Extracted data entries

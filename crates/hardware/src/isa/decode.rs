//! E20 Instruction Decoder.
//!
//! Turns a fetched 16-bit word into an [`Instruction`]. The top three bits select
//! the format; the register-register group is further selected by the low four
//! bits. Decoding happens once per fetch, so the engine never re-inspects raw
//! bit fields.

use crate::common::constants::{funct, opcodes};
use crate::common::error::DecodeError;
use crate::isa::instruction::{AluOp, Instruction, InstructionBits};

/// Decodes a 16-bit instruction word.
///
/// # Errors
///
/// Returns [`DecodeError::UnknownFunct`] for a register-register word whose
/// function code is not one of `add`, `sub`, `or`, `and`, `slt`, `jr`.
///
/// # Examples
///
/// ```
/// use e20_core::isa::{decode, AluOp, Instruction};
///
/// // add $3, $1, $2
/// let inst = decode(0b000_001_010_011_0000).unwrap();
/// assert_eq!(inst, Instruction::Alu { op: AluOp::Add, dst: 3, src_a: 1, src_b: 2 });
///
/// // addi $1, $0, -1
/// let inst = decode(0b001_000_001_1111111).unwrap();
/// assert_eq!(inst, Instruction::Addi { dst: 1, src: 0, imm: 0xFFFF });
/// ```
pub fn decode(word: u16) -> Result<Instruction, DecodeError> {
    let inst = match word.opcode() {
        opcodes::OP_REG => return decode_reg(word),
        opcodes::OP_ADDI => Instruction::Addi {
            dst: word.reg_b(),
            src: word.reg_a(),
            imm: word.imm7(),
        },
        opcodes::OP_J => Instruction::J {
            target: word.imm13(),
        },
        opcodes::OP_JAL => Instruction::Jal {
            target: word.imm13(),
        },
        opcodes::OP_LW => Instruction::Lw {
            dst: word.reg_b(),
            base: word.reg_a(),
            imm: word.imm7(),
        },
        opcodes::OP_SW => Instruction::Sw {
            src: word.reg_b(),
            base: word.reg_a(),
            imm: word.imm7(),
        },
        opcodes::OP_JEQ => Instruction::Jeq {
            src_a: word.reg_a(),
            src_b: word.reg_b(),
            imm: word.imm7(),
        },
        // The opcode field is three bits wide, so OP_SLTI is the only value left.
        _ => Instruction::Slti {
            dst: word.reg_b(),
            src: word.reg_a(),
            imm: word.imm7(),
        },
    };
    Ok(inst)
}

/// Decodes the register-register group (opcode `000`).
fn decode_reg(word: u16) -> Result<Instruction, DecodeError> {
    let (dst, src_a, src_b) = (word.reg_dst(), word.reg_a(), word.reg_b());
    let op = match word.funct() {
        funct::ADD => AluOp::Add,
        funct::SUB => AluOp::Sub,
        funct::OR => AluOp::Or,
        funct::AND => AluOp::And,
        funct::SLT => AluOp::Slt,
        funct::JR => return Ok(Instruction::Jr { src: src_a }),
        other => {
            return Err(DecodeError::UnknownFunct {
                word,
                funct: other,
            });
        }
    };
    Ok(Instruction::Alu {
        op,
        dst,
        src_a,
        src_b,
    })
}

» **ABOUT THIS TASK**
Every line containing the string "DecodeError" is required; copy each such line from the data.

» **WRITTEN RESPONSE**
use crate::common::error::DecodeError;
/// Returns [`DecodeError::UnknownFunct`] for a register-register word whose
pub fn decode(word: u16) -> Result<Instruction, DecodeError> {
fn decode_reg(word: u16) -> Result<Instruction, DecodeError> {
            return Err(DecodeError::UnknownFunct {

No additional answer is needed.